» **What to work on**: Report every line below that has the string "AppError" in it.
[Opening Records to use section]
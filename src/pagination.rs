use axum::http::Uri;
use serde::{Deserialize, Serialize};
use url::form_urlencoded;
use utoipa::{IntoParams, ToSchema};

use crate::error::AppError;

#[derive(Debug, Deserialize, IntoParams)]
#[into_params(parameter_in = Query)]
pub struct PageQuery {
    /// 1-based page number (default: 1)
    #[serde(default)]
    #[param(required = false)]
    pub page: Option<u64>,
}

impl PageQuery {
    pub fn number(&self) -> u64 {
        self.page.unwrap_or(1).max(1)
    }

    /// Requested page number, rejected with 404 when it lies past the last
    /// page of `count` records. Must be checked before fetching.
    pub fn checked_number(&self, page_size: u64, count: u64) -> Result<u64, AppError> {
        let number = self.number();
        if number > num_pages(page_size, count) {
            return Err(AppError::NotFound(format!("page {}", number)));
        }
        Ok(number)
    }
}

// An empty result set still has one (empty) page
fn num_pages(page_size: u64, count: u64) -> u64 {
    count.div_ceil(page_size).max(1)
}

/// One page of a list endpoint.
#[derive(Debug, Serialize, ToSchema)]
pub struct Page<T> {
    /// Total number of matching records
    pub count: u64,
    /// Link to the next page, if any
    pub next: Option<String>,
    /// Link to the previous page, if any
    pub previous: Option<String>,
    /// Records on this page
    pub results: Vec<T>,
}

impl<T> Page<T> {
    /// Assembles a page, linking neighbours relative to the request URI.
    ///
    /// Requesting a page past the end is an error, except for page 1 of an
    /// empty result set.
    pub fn build(
        uri: &Uri,
        page: u64,
        page_size: u64,
        count: u64,
        results: Vec<T>,
    ) -> Result<Self, AppError> {
        let num_pages = num_pages(page_size, count);
        if page > num_pages {
            return Err(AppError::NotFound(format!("page {}", page)));
        }

        let next = (page < num_pages).then(|| page_link(uri, page + 1));
        let previous = (page > 1).then(|| page_link(uri, page - 1));

        Ok(Self {
            count,
            next,
            previous,
            results,
        })
    }
}

/// Rebuilds `uri` with its `page` parameter set to `page`, dropped for page 1.
pub fn page_link(uri: &Uri, page: u64) -> String {
    let pairs: Vec<(String, String)> = form_urlencoded::parse(uri.query().unwrap_or("").as_bytes())
        .filter(|(key, _)| key != "page")
        .map(|(key, value)| (key.into_owned(), value.into_owned()))
        .collect();

    let mut serializer = form_urlencoded::Serializer::new(String::new());
    serializer.extend_pairs(pairs);
    if page > 1 {
        serializer.append_pair("page", &page.to_string());
    }
    let query = serializer.finish();

    if query.is_empty() {
        uri.path().to_string()
    } else {
        format!("{}?{}", uri.path(), query)
    }
}

#[cfg(test)]
mod tests {
    use super::*;

    #[test]
    fn page_link_replaces_page_and_keeps_filters() {
        let uri: Uri = "/startups/?industry=AI&page=2&q=pay".parse().unwrap();
        assert_eq!(page_link(&uri, 3), "/startups/?industry=AI&q=pay&page=3");
        assert_eq!(page_link(&uri, 1), "/startups/?industry=AI&q=pay");
    }

    #[test]
    fn page_link_without_query() {
        let uri: Uri = "/notes/".parse().unwrap();
        assert_eq!(page_link(&uri, 2), "/notes/?page=2");
        assert_eq!(page_link(&uri, 1), "/notes/");
    }

    #[test]
    fn build_links_neighbours() {
        let uri: Uri = "/startups/?page=2".parse().unwrap();
        let page = Page::build(&uri, 2, 10, 25, vec![1, 2, 3]).unwrap();
        assert_eq!(page.count, 25);
        assert_eq!(page.next.as_deref(), Some("/startups/?page=3"));
        assert_eq!(page.previous.as_deref(), Some("/startups/"));
    }

    #[test]
    fn checked_number_rejects_out_of_range_pages() {
        let query = PageQuery { page: Some(u64::MAX) };
        assert!(matches!(query.checked_number(20, 100), Err(AppError::NotFound(_))));

        let query = PageQuery { page: Some(5) };
        assert_eq!(query.checked_number(20, 100).unwrap(), 5);
        assert!(query.checked_number(20, 80).is_err());

        let query = PageQuery { page: None };
        assert_eq!(query.checked_number(20, 0).unwrap(), 1);
    }

    #[test]
    fn build_rejects_pages_past_the_end() {
        let uri: Uri = "/startups/".parse().unwrap();
        assert!(Page::<u8>::build(&uri, 1, 10, 0, vec![]).is_ok());
        assert!(matches!(
            Page::<u8>::build(&uri, 3, 10, 20, vec![]),
            Err(AppError::NotFound(_))
        ));
    }
}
[Closing Records to use section]
» **Task output**:
use crate::error::AppError;
    pub fn checked_number(&self, page_size: u64, count: u64) -> Result<u64, AppError> {
            return Err(AppError::NotFound(format!("page {}", number)));
    ) -> Result<Self, AppError> {
            return Err(AppError::NotFound(format!("page {}", page)));
        assert!(matches!(query.checked_number(20, 100), Err(AppError::NotFound(_))));
            Err(AppError::NotFound(_))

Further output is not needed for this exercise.